__Activity__:
List every line in this data where the string "onto" occurs.

__Exercise data__:
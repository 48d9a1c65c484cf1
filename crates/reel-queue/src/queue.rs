//! Task queue using Redis Streams.

use std::collections::HashMap;
use std::time::Duration;

use async_trait::async_trait;
use redis::aio::ConnectionManager;
use redis::streams::{
    StreamClaimReply, StreamId, StreamPendingCountReply, StreamRangeReply, StreamReadReply,
};
use redis::Script;
use serde::{Deserialize, Serialize};
use tracing::{debug, info, warn};
use uuid::Uuid;

use reel_models::UploadTask;

use crate::config::QueueConfig;
use crate::delivery::{Delivery, QueueDepth, TaskConsumer, TaskPublisher};
use crate::error::{QueueError, QueueResult};

const FIELD_TASK: &str = "task";
const FIELD_ATTEMPT: &str = "attempt";
const FIELD_ERROR: &str = "error";
const FIELD_ORIGINAL_ID: &str = "original_id";

/// Moves due members of the retry set (KEYS[1]) onto the live stream (KEYS[2]).
/// An entry is only re-added if this call removed it from the set.
const PROMOTE_SCRIPT: &str = r#"
local due = redis.call('ZRANGEBYSCORE', KEYS[1], '-inf', ARGV[1], 'LIMIT', 0, tonumber(ARGV[2]))
local moved = 0
for _, member in ipairs(due) do
    if redis.call('ZREM', KEYS[1], member) == 1 then
        local entry = cjson.decode(member)
        redis.call('XADD', KEYS[2], '*', 'task', entry.task, 'attempt', tostring(entry.attempt))
        moved = moved + 1
    end
end
return moved
"#;

/// Member of the retry set.
#[derive(Debug, Serialize, Deserialize)]
struct RetryEntry {
    /// Keeps members unique when the same payload is scheduled twice
    id: String,
    task: String,
    attempt: u32,
}

/// A task parked on the dead-letter stream.
#[derive(Debug, Clone, PartialEq, Eq)]
pub struct DeadLetter {
    /// Entry id on the dead-letter stream
    pub id: String,
    /// Raw task payload
    pub task: String,
    /// Last failure
    pub error: String,
    /// Attempts made before giving up
    pub attempt: u32,
    /// Entry id the task had on the live stream
    pub original_id: String,
}

/// Redis Streams backed task queue.
#[derive(Clone)]
pub struct StreamQueue {
    client: redis::Client,
    conn: ConnectionManager,
    config: QueueConfig,
    stream: String,
    retry_key: String,
    dlq_stream: String,
    promote: Script,
}

impl StreamQueue {
    /// Connect to Redis.
    pub async fn connect(config: QueueConfig) -> QueueResult<Self> {
        let client = redis::Client::open(config.redis_url.as_str())
            .map_err(|e| QueueError::connection_failed(e.to_string()))?;
        let conn = ConnectionManager::new(client.clone())
            .await
            .map_err(|e| QueueError::connection_failed(e.to_string()))?;

        Ok(Self {
            stream: config.stream_name(),
            retry_key: config.retry_key(),
            dlq_stream: config.dlq_stream_name(),
            promote: Script::new(PROMOTE_SCRIPT),
            client,
            conn,
            config,
        })
    }

    /// Connect using environment variables.
    pub async fn from_env() -> QueueResult<Self> {
        Self::connect(QueueConfig::from_env()).await
    }

    pub fn config(&self) -> &QueueConfig {
        &self.config
    }

    pub fn stream_name(&self) -> &str {
        &self.stream
    }

    /// Create the consumer group if it does not exist yet.
    pub async fn init(&self) -> QueueResult<()> {
        let mut conn = self.conn.clone();

        // Start from 0 so entries published before the first worker are not skipped.
        let result: Result<(), redis::RedisError> = redis::cmd("XGROUP")
            .arg("CREATE")
            .arg(&self.stream)
            .arg(&self.config.consumer_group)
            .arg("0")
            .arg("MKSTREAM")
            .query_async(&mut conn)
            .await;

        match result {
            Ok(_) => info!("Created consumer group: {}", self.config.consumer_group),
            Err(e) if e.to_string().contains("BUSYGROUP") => {
                debug!("Consumer group already exists: {}", self.config.consumer_group);
            }
            Err(e) => return Err(QueueError::Redis(e)),
        }

        Ok(())
    }

    pub async fn ping(&self) -> QueueResult<()> {
        let mut conn = self.conn.clone();
        redis::cmd("PING").query_async::<String>(&mut conn).await?;
        Ok(())
    }

    /// Live stream length.
    pub async fn len(&self) -> QueueResult<u64> {
        let mut conn = self.conn.clone();
        let len: u64 = redis::cmd("XLEN")
            .arg(&self.stream)
            .query_async(&mut conn)
            .await?;
        Ok(len)
    }

    /// Dead-letter stream length.
    pub async fn dlq_len(&self) -> QueueResult<u64> {
        let mut conn = self.conn.clone();
        let len: u64 = redis::cmd("XLEN")
            .arg(&self.dlq_stream)
            .query_async(&mut conn)
            .await?;
        Ok(len)
    }

    /// Most recent dead letters, newest first.
    pub async fn dead_letters(&self, limit: usize) -> QueueResult<Vec<DeadLetter>> {
        let mut conn = self.conn.clone();
        let reply: StreamRangeReply = redis::cmd("XREVRANGE")
            .arg(&self.dlq_stream)
            .arg("+")
            .arg("-")
            .arg("COUNT")
            .arg(limit)
            .query_async(&mut conn)
            .await?;

        Ok(reply.ids.iter().map(dead_letter_from_entry).collect())
    }

    /// Move a dead letter back onto the live stream with a fresh attempt count.
    /// Returns the new live stream entry id.
    pub async fn replay_dead_letter(&self, id: &str) -> QueueResult<String> {
        let mut conn = self.conn.clone();
        let reply: StreamRangeReply = redis::cmd("XRANGE")
            .arg(&self.dlq_stream)
            .arg(id)
            .arg(id)
            .query_async(&mut conn)
            .await?;

        let entry = reply
            .ids
            .first()
            .ok_or_else(|| QueueError::NotFound(id.to_string()))?;
        let task: String = entry
            .get(FIELD_TASK)
            .filter(|t: &String| !t.is_empty())
            .ok_or_else(|| QueueError::InvalidEntry {
                id: id.to_string(),
                reason: "missing task payload".to_string(),
            })?;

        let (message_id,): (String,) = redis::pipe()
            .atomic()
            .cmd("XADD")
            .arg(&self.stream)
            .arg("*")
            .arg(FIELD_TASK)
            .arg(&task)
            .arg(FIELD_ATTEMPT)
            .arg(0u32)
            .cmd("XDEL")
            .arg(&self.dlq_stream)
            .arg(id)
            .ignore()
            .query_async(&mut conn)
            .await?;

        info!(dead_letter = %id, message_id = %message_id, "Replayed dead letter");
        Ok(message_id)
    }

    async fn ack_entry(&self, message_id: &str) -> QueueResult<()> {
        let mut conn = self.conn.clone();
        redis::pipe()
            .atomic()
            .cmd("XACK")
            .arg(&self.stream)
            .arg(&self.config.consumer_group)
            .arg(message_id)
            .ignore()
            .cmd("XDEL")
            .arg(&self.stream)
            .arg(message_id)
            .ignore()
            .query_async::<()>(&mut conn)
            .await?;
        Ok(())
    }
}

fn now_ms() -> i64 {
    chrono::Utc::now().timestamp_millis()
}

fn delivery_from_entry(entry: &StreamId, extra_attempts: u32) -> Delivery {
    let attempt: u32 = entry.get(FIELD_ATTEMPT).unwrap_or(0);
    Delivery {
        message_id: entry.id.clone(),
        body: entry.get(FIELD_TASK).unwrap_or_default(),
        attempt: attempt.saturating_add(extra_attempts),
    }
}

fn dead_letter_from_entry(entry: &StreamId) -> DeadLetter {
    DeadLetter {
        id: entry.id.clone(),
        task: entry.get(FIELD_TASK).unwrap_or_default(),
        error: entry.get(FIELD_ERROR).unwrap_or_default(),
        attempt: entry.get(FIELD_ATTEMPT).unwrap_or(0),
        original_id: entry.get(FIELD_ORIGINAL_ID).unwrap_or_default(),
    }
}
//! Temp staging of uploaded bytes.
//!
//! Staged files live until the worker has durably stored them. Names are
//! random so concurrent uploads never collide.

use std::io;
use std::path::{Path, PathBuf};

use tokio::fs;
use tokio::io::AsyncRead;
use tracing::{debug, warn};
use uuid::Uuid;

use crate::error::StorageResult;

/// Default staging directory, relative to the working directory.
pub const DEFAULT_STAGING_DIR: &str = "./tmp/uploads";

/// Staging configuration.
#[derive(Debug, Clone)]
pub struct StagingConfig {
    /// Directory staged files are written to
    pub dir: PathBuf,
}

impl Default for StagingConfig {
    fn default() -> Self {
        Self {
            dir: PathBuf::from(DEFAULT_STAGING_DIR),
        }
    }
}

impl StagingConfig {
    /// Create config from environment variables.
    pub fn from_env() -> Self {
        Self {
            dir: std::env::var("UPLOAD_STAGING_DIR")
                .ok()
                .filter(|v| !v.trim().is_empty())
                .map(PathBuf::from)
                .unwrap_or_else(|| PathBuf::from(DEFAULT_STAGING_DIR)),
        }
    }
}

/// Local staging area for uploads awaiting ingestion.
#[derive(Debug, Clone)]
pub struct TempStaging {
    dir: PathBuf,
}

impl TempStaging {
    pub fn new(config: StagingConfig) -> Self {
        Self { dir: config.dir }
    }

    pub fn dir(&self) -> &Path {
        &self.dir
    }

    /// Write `bytes` to a new uniquely named file and return its path.
    ///
    /// The file is synced to disk before returning.
    pub async fn stage(&self, bytes: &[u8], ext: &str) -> StorageResult<PathBuf> {
        let mut reader = bytes;
        self.stage_reader(&mut reader, ext).await
    }

    /// Stream `reader` into a new uniquely named file and return its path.
    ///
    /// On a failed write the partial file is removed before the error is returned.
    pub async fn stage_reader<R>(&self, reader: &mut R, ext: &str) -> StorageResult<PathBuf>
    where
        R: AsyncRead + Unpin + ?Sized,
    {
        fs::create_dir_all(&self.dir).await?;

        let ext = ext.trim().trim_start_matches('.');
        let name = if ext.is_empty() {
            Uuid::new_v4().to_string()
        } else {
            format!("{}.{}", Uuid::new_v4(), ext)
        };
        let path = self.dir.join(name);

        let file = fs::OpenOptions::new()
            .write(true)
            .create_new(true)
            .open(&path)
            .await?;

        match write_synced(file, reader).await {
            Ok(written) => {
                debug!(path = %path.display(), bytes = written, "Staged upload");
                Ok(path)
            }
            Err(e) => {
                if let Err(cleanup) = fs::remove_file(&path).await {
                    warn!(path = %path.display(), "Failed to remove partial staged file: {}", cleanup);
                }
                Err(e.into())
            }
        }
    }

    /// Delete a staged file. A file that is already gone is not an error.
    pub async fn remove(&self, path: impl AsRef<Path>) -> StorageResult<()> {
        remove_staged(path).await
    }

    pub async fn exists(&self, path: impl AsRef<Path>) -> bool {
        fs::try_exists(path.as_ref()).await.unwrap_or(false)
    }
}

async fn write_synced<R>(mut file: fs::File, reader: &mut R) -> io::Result<u64>
where
    R: AsyncRead + Unpin + ?Sized,
{
    let written = tokio::io::copy(reader, &mut file).await?;
    file.sync_all().await?;
    Ok(written)
}

/// Delete a staged file by path. A file that is already gone is not an error.
pub async fn remove_staged(path: impl AsRef<Path>) -> StorageResult<()> {
    let path = path.as_ref();
    match fs::remove_file(path).await {
        Ok(()) => {
            debug!(path = %path.display(), "Removed staged file");
            Ok(())
        }
        Err(e) if e.kind() == io::ErrorKind::NotFound => Ok(()),
        Err(e) => Err(e.into()),
    }
}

__Task answer__:
/// Moves due members of the retry set (KEYS[1]) onto the live stream (KEYS[2]).
    /// Move a dead letter back onto the live stream with a fresh attempt count.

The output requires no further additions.